I have been determined ELIGIBLE!!!!!!

This could potentially lead to a less grueling attempt to participate in vocation rehab - which I so desperately need to begin working again.


Not all state rehab services have a specific head injury program to apply to - but it's worth looking into. I'm also not sure about other countries (such as Canada or New Zealand). This is the link for info on applying for Massachusetts' SHIP.

Even if you aren't found eligible for services, it's important to apply anyway to help create awareness of how, when, etc you were affected by a head injury or concussion. A lot of funding governed towards these programs are allocated based on numbers - and those numbers are probably largely inaccurate for mild brain injuries. It could be your little impact towards better recognition and awareness for this frustrating invisible disability.


Update on My Life

I've been a mess the last few months. Uncharacteristically, last week I had a really great week. However, I am back to experiencing different levels of anxiety, neck/back pain, some depression, and a lot of unknown and uncertainty.

Thank you for checking in on me - for those who have - I'm still alive, just crawling along. I really do appreciate your thoughts and/or your prayers.

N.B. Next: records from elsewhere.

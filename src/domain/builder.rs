//! Tree builder for turning flat archive listings into directory trees.

use generational_arena::Index;
use tracing::{debug, instrument, trace, warn};

use crate::domain::arena::{NodeId, Tree, TreeNode};
use crate::domain::error::{DomainError, DomainResult};

/// Segment separator of archive listings.
pub const DEFAULT_SEPARATOR: char = '\\';

/// Builds a [`Tree`] one listing entry at a time.
///
/// Owns the id counter, so ids are unique per builder and start at `1`
/// for the first created node (the root keeps `0`).
#[derive(Debug)]
pub struct TreeBuilder {
    tree: Tree,
    separator: char,
    last_id: NodeId,
}

impl Default for TreeBuilder {
    fn default() -> Self {
        Self::new()
    }
}

impl TreeBuilder {
    pub fn new() -> Self {
        Self::with_separator(DEFAULT_SEPARATOR)
    }

    pub fn with_separator(separator: char) -> Self {
        Self {
            tree: Tree::new(separator),
            separator,
            last_id: 0,
        }
    }

    /// Tree built so far. Every prefix of the input is a valid tree.
    pub fn tree(&self) -> &Tree {
        &self.tree
    }

    pub fn finish(self) -> Tree {
        self.tree
    }

    /// Insert every path, skipping conflicting entries.
    pub fn extend<I, S>(&mut self, paths: I) -> &mut Self
    where
        I: IntoIterator<Item = S>,
        S: AsRef<str>,
    {
        for path in paths {
            self.insert(path.as_ref());
        }
        self
    }

    /// Insert `path`, returning the id of its file node.
    ///
    /// Never fails: empty paths yield `None`, and a path whose segments clash
    /// with the type of an existing node is logged and skipped so the node
    /// seen first wins.
    pub fn insert(&mut self, path: &str) -> Option<NodeId> {
        match self.try_insert(path) {
            Ok(id) => id,
            Err(e) => {
                warn!("Skipping listing entry: {}", e);
                None
            }
        }
    }

    /// Insert `path`, reporting type clashes instead of skipping them.
    ///
    /// Returns the id of the file node for `path` (created or already
    /// present), or `None` when the path has no segments or ends with the
    /// separator (a directory entry). On error the tree is left untouched.
    #[instrument(level = "trace", skip(self))]
    pub fn try_insert(&mut self, path: &str) -> DomainResult<Option<NodeId>> {
        let segments: Vec<&str> = path
            .split(self.separator)
            .filter(|segment| !segment.is_empty())
            .collect();
        let Some(last) = segments.len().checked_sub(1) else {
            trace!("Ignoring empty listing entry: {:?}", path);
            return Ok(None);
        };

        // `data\` names a directory: the trailing empty segment keeps `data` open
        let ends_in_file = !path.ends_with(self.separator);
        let mut current = self.tree.root();
        let mut dir_path = String::new();

        for (pos, &segment) in segments.iter().enumerate() {
            let is_file = ends_in_file && pos == last;
            if !dir_path.is_empty() {
                dir_path.push(self.separator);
            }
            dir_path.push_str(segment);

            if let Some(existing) = self.tree.find_child(current, segment) {
                match self.tree.get(existing) {
                    Some(node) if node.is_file != is_file => {
                        return Err(DomainError::PathConflict {
                            path: path.to_string(),
                            segment: node.name.clone(),
                            existing: if node.is_file { "file" } else { "directory" },
                        })
                    }
                    Some(node) if node.is_file => return Ok(Some(node.id)),
                    _ => current = existing,
                }
                continue;
            }

            let full_path = if is_file {
                path.to_string()
            } else {
                dir_path.clone()
            };
            let idx = self.create_node(current, segment, is_file, full_path);
            if is_file {
                return Ok(self.tree.get(idx).map(|node| node.id));
            }
            current = idx;
        }

        Ok(None)
    }

    fn create_node(&mut self, parent: Index, name: &str, is_file: bool, full_path: String) -> Index {
        let position = self.insertion_index(parent, name, is_file);
        self.last_id += 1;
        debug!(
            "Creating {} '{}' (id {}) at position {}",
            if is_file { "file" } else { "directory" },
            full_path,
            self.last_id,
            position
        );
        self.tree
            .insert_child(parent, position, TreeNode::new(name, self.last_id, is_file, full_path))
    }

    /// Position for a new child of `parent`.
    ///
    /// Directories go before the first file or the first name sorting after
    /// them; files go before the first file sorting after them. Names compare
    /// by their stored bytes, so `"Z"` sorts before `"a"`.
    fn insertion_index(&self, parent: Index, name: &str, is_file: bool) -> usize {
        self.tree
            .children(parent)
            .position(|(_, node)| {
                if is_file {
                    node.is_file && node.name.as_str() > name
                } else {
                    node.is_file || node.name.as_str() > name
                }
            })
            .unwrap_or_else(|| self.tree.children(parent).count())
    }
}

/// Build a tree from `\`-separated listing entries.
#[instrument(level = "debug", skip(paths))]
pub fn build_tree_from_path_list<I, S>(paths: I) -> Tree
where
    I: IntoIterator<Item = S>,
    S: AsRef<str>,
{
    build_tree_with_separator(paths, DEFAULT_SEPARATOR)
}

/// Build a tree from listing entries split on `separator`.
pub fn build_tree_with_separator<I, S>(paths: I, separator: char) -> Tree
where
    I: IntoIterator<Item = S>,
    S: AsRef<str>,
{
    let mut builder = TreeBuilder::with_separator(separator);
    builder.extend(paths);
    let tree = builder.finish();
    debug!(
        "Built tree: {} directories, {} files",
        tree.dir_count(),
        tree.file_count()
    );
    tree
}
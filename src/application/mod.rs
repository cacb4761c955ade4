//! Application layer: services and use cases
//!
//! This layer orchestrates domain logic and depends on I/O boundary traits.

pub mod error;
pub mod error_ext;
pub mod services;

pub use error::{ApplicationError, ApplicationResult};
pub use error_ext::ListingResultExt;
//! Tests for building trees from archive listings

use archtree::domain::{
    build_tree_from_path_list, build_tree_with_separator, DomainError, Tree, TreeBuilder,
};
use archtree::util::testing;
use rstest::rstest;

#[ctor::ctor]
fn init() {
    testing::init_test_setup();
}

/// (depth, id, name, is_file, full_path) in pre-order
fn shape(tree: &Tree) -> Vec<(usize, usize, String, bool, String)> {
    fn walk(
        tree: &Tree,
        idx: generational_arena::Index,
        depth: usize,
        out: &mut Vec<(usize, usize, String, bool, String)>,
    ) {
        for (child_idx, node) in tree.children(idx) {
            out.push((depth, node.id, node.name.clone(), node.is_file, node.full_path.clone()));
            walk(tree, child_idx, depth + 1, out);
        }
    }
    let mut out = Vec::new();
    walk(tree, tree.root(), 0, &mut out);
    out
}

fn child_names(tree: &Tree, path: &str) -> Vec<String> {
    let idx = match path {
        "" => tree.root(),
        _ => tree
            .find_path(path)
            .and_then(|node| tree.index_of(node.id))
            .expect("path exists"),
    };
    tree.children(idx).map(|(_, n)| n.name.clone()).collect()
}

const D2_LISTING: &[&str] = &[
    r"d2data.mpq\data\global\items\flp2ax.dc6",
    r"d2data.mpq\data\global\items\flpaxe.dc6",
    r"d2data.mpq\data\global\excel\armor.txt",
    r"d2data.mpq\data\global\palette\act1\pal.dat",
    r"d2data.mpq\data\local\font\latin\font8.dc6",
    r"d2exp.mpq\data\global\excel\weapons.txt",
    r"d2exp.mpq\readme.txt",
    r"patch_d2.mpq\data\global\excel\armor.txt",
    r"patch_d2.mpq\data\global\ui\panel\invchar6.dc6",
    r"d2data.mpq\data\global\items\invaxe.dc6",
];

// ============================================================
// Worked examples
// ============================================================

#[test]
fn given_two_files_in_dir_and_one_at_top_when_building_then_dir_comes_first() {
    let tree = build_tree_with_separator(["a/x.txt", "a/y.txt", "b.txt"], '/');

    let root = tree.root_node();
    assert_eq!(root.name, "root");
    assert_eq!(child_names(&tree, ""), vec!["a", "b.txt"]);
    assert_eq!(child_names(&tree, "a"), vec!["x.txt", "y.txt"]);

    let a = tree.find_path("a").unwrap();
    assert!(!a.is_file);
    assert_eq!(a.full_path, "a");
    let b = tree.find_path("b.txt").unwrap();
    assert!(b.is_file);
    assert_eq!(b.full_path, "b.txt");
}

#[test]
fn given_mpq_entry_when_splitting_leaf_then_returns_container_and_inner_path() {
    let tree = build_tree_with_separator(["d2data.mpq/data/global/items/flp2ax.dc6"], '/');

    let leaf = tree
        .find_path("d2data.mpq/data/global/items/flp2ax.dc6")
        .unwrap();
    let split = leaf.container_path().unwrap();

    assert_eq!(split.container_id, "d2data.mpq");
    assert_eq!(split.inner_path, "data/global/items/flp2ax.dc6");
}

#[rstest]
#[case(&["Z.txt", "a.txt"])]
#[case(&["a.txt", "Z.txt"])]
fn given_mixed_case_names_when_ordering_then_uses_byte_order(#[case] listing: &[&str]) {
    let tree = build_tree_with_separator(listing.iter().copied(), '/');

    // 'Z' (0x5A) sorts before 'a' (0x61)
    assert_eq!(child_names(&tree, ""), vec!["Z.txt", "a.txt"]);
}

// ============================================================
// Ordering and identity
// ============================================================

#[test]
fn given_real_listing_when_building_then_directories_precede_files_everywhere() {
    let tree = build_tree_from_path_list(D2_LISTING);

    for (idx, _) in tree.iter() {
        let kinds: Vec<bool> = tree.children(idx).map(|(_, n)| n.is_file).collect();
        let first_file = kinds.iter().position(|&f| f).unwrap_or(kinds.len());
        assert!(
            kinds[first_file..].iter().all(|&f| f),
            "directory after file in {:?}",
            tree.get(idx).map(|n| &n.full_path)
        );
    }
    assert_eq!(child_names(&tree, r"d2exp.mpq"), vec!["data", "readme.txt"]);
    assert_eq!(
        child_names(&tree, r"d2data.mpq\data\global\items"),
        vec!["flp2ax.dc6", "flpaxe.dc6", "invaxe.dc6"]
    );
}

#[test]
fn given_same_listing_twice_when_building_then_tree_is_identical() {
    let first = build_tree_from_path_list(D2_LISTING);
    let second = build_tree_from_path_list(D2_LISTING);

    assert_eq!(shape(&first), shape(&second));
}

#[test]
fn given_repeated_entries_when_building_then_matches_deduplicated_build() {
    let doubled: Vec<&str> = D2_LISTING.iter().chain(D2_LISTING.iter()).copied().collect();
    let mut with_case_dupes = doubled.clone();
    with_case_dupes.push(r"D2DATA.MPQ\Data\Global\Items\FLP2AX.DC6");

    let once = build_tree_from_path_list(D2_LISTING);

    assert_eq!(shape(&build_tree_from_path_list(&doubled)), shape(&once));
    assert_eq!(shape(&build_tree_from_path_list(&with_case_dupes)), shape(&once));
}

#[test]
fn given_listing_when_building_then_ids_follow_creation_order() {
    let tree = build_tree_with_separator(["b/x", "a/y", "b/z"], '/');

    // b=1, x=2, a=3, y=4, z=5 even though "a" is displayed before "b"
    assert_eq!(tree.find_path("b").map(|n| n.id), Some(1));
    assert_eq!(tree.find_path("b/x").map(|n| n.id), Some(2));
    assert_eq!(tree.find_path("a").map(|n| n.id), Some(3));
    assert_eq!(tree.find_path("a/y").map(|n| n.id), Some(4));
    assert_eq!(tree.find_path("b/z").map(|n| n.id), Some(5));
    assert_eq!(child_names(&tree, ""), vec!["a", "b"]);

    for id in 0..=5 {
        assert_eq!(tree.find_by_id(id).map(|n| n.id), Some(id));
    }
}

#[test]
fn given_file_entry_when_building_then_full_path_is_original_string() {
    let entry = r"d2data.mpq\Data\\global\items\flp2ax.dc6";
    let tree = build_tree_from_path_list([entry]);

    let leaf = tree.find_path(r"d2data.mpq\data\global\items\flp2ax.dc6").unwrap();
    assert_eq!(leaf.full_path, entry);
    let dir = tree.find_path(r"d2data.mpq\data\global").unwrap();
    assert_eq!(dir.full_path, r"d2data.mpq\Data\global");
}

// ============================================================
// Boundaries
// ============================================================

#[rstest]
#[case("")]
#[case("/")]
#[case("//")]
fn given_entry_without_segments_when_inserting_then_nothing_is_created(#[case] entry: &str) {
    let mut builder = TreeBuilder::with_separator('/');

    assert_eq!(builder.insert(entry), None);
    assert_eq!(builder.insert("a.txt"), Some(1));

    let tree = builder.finish();
    assert_eq!(tree.len(), 1);
}

#[test]
fn given_directory_entry_then_file_below_when_building_then_file_is_kept() {
    let tree = build_tree_with_separator(["data/", "data/x.txt"], '/');

    let data = tree.find_path("data").unwrap();
    assert!(!data.is_file);
    assert_eq!(child_names(&tree, "data"), vec!["x.txt"]);
    assert_eq!(tree.file_count(), 1);
    assert_eq!(tree.leaf_nodes(), vec!["data/x.txt".to_string()]);
}

#[rstest]
#[case(r"d2data.mpq\data\")]
#[case(r"d2data.mpq\data\\")]
fn given_trailing_separator_when_building_then_last_segment_is_directory(#[case] entry: &str) {
    let tree = build_tree_from_path_list([entry, r"d2data.mpq\data\x.dc6"]);

    assert_eq!(
        shape(&tree),
        vec![
            (0, 1, "d2data.mpq".to_string(), false, "d2data.mpq".to_string()),
            (1, 2, "data".to_string(), false, r"d2data.mpq\data".to_string()),
            (2, 3, "x.dc6".to_string(), true, r"d2data.mpq\data\x.dc6".to_string()),
        ]
    );
}

#[test]
fn given_existing_file_when_inserting_same_name_as_directory_then_reports_conflict() {
    let mut builder = TreeBuilder::with_separator('/');
    builder.insert("data");

    let err = builder.try_insert("data/").unwrap_err();
    assert!(matches!(err, DomainError::PathConflict { existing: "file", .. }));
    assert_eq!(builder.tree().len(), 1);
}

#[test]
fn given_prefix_of_listing_when_building_then_tree_is_valid() {
    let mut builder = TreeBuilder::new();
    for (n, entry) in D2_LISTING.iter().enumerate() {
        builder.insert(entry);
        let tree = builder.tree();
        assert_eq!(tree.file_count(), n + 1);
        assert!(tree.iter().all(|(_, node)| !node.is_file || node.children.is_empty()));
    }
}

// ============================================================
// Type conflicts: first seen wins
// ============================================================

#[test]
fn given_file_then_nested_path_when_building_then_file_is_kept() {
    let tree = build_tree_with_separator(["a", "a/b"], '/');

    let a = tree.find_path("a").unwrap();
    assert!(a.is_file);
    assert!(a.children.is_empty());
    assert_eq!(tree.len(), 1);
}

#[test]
fn given_directory_then_same_name_as_file_when_building_then_directory_is_kept() {
    let tree = build_tree_with_separator(["a/b", "A"], '/');

    let a = tree.find_path("a").unwrap();
    assert!(!a.is_file);
    assert_eq!(child_names(&tree, "a"), vec!["b"]);
    assert_eq!(tree.len(), 2);
}

#[test]
fn given_conflicting_entry_when_try_inserting_then_reports_conflict() {
    let mut builder = TreeBuilder::with_separator('/');
    builder.insert("a/b");

    let err = builder.try_insert("a").unwrap_err();
    assert_eq!(
        err,
        DomainError::PathConflict {
            path: "a".into(),
            segment: "a".into(),
            existing: "directory",
        }
    );
    assert!(builder.try_insert("a/b/c").is_err());
    assert_eq!(builder.try_insert("a/B"), Ok(Some(2)));
}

Low Energy Neurofeedback System

I know I am still yet to talk about the LENS treatment I've been getting - but I had gotten "too much" neurofeedback about a month ago and it resulted in the most unstable emotional state I've ever been in. Its important that someone who treats you with LENS knows how to go slowly, or to slow it down if you experience a week of instability.

To just touch a little on how bad it was: I cried... no, I weeped and ruminated in a persistent panic attack from the Thursday morning to the following Tuesday afternoon.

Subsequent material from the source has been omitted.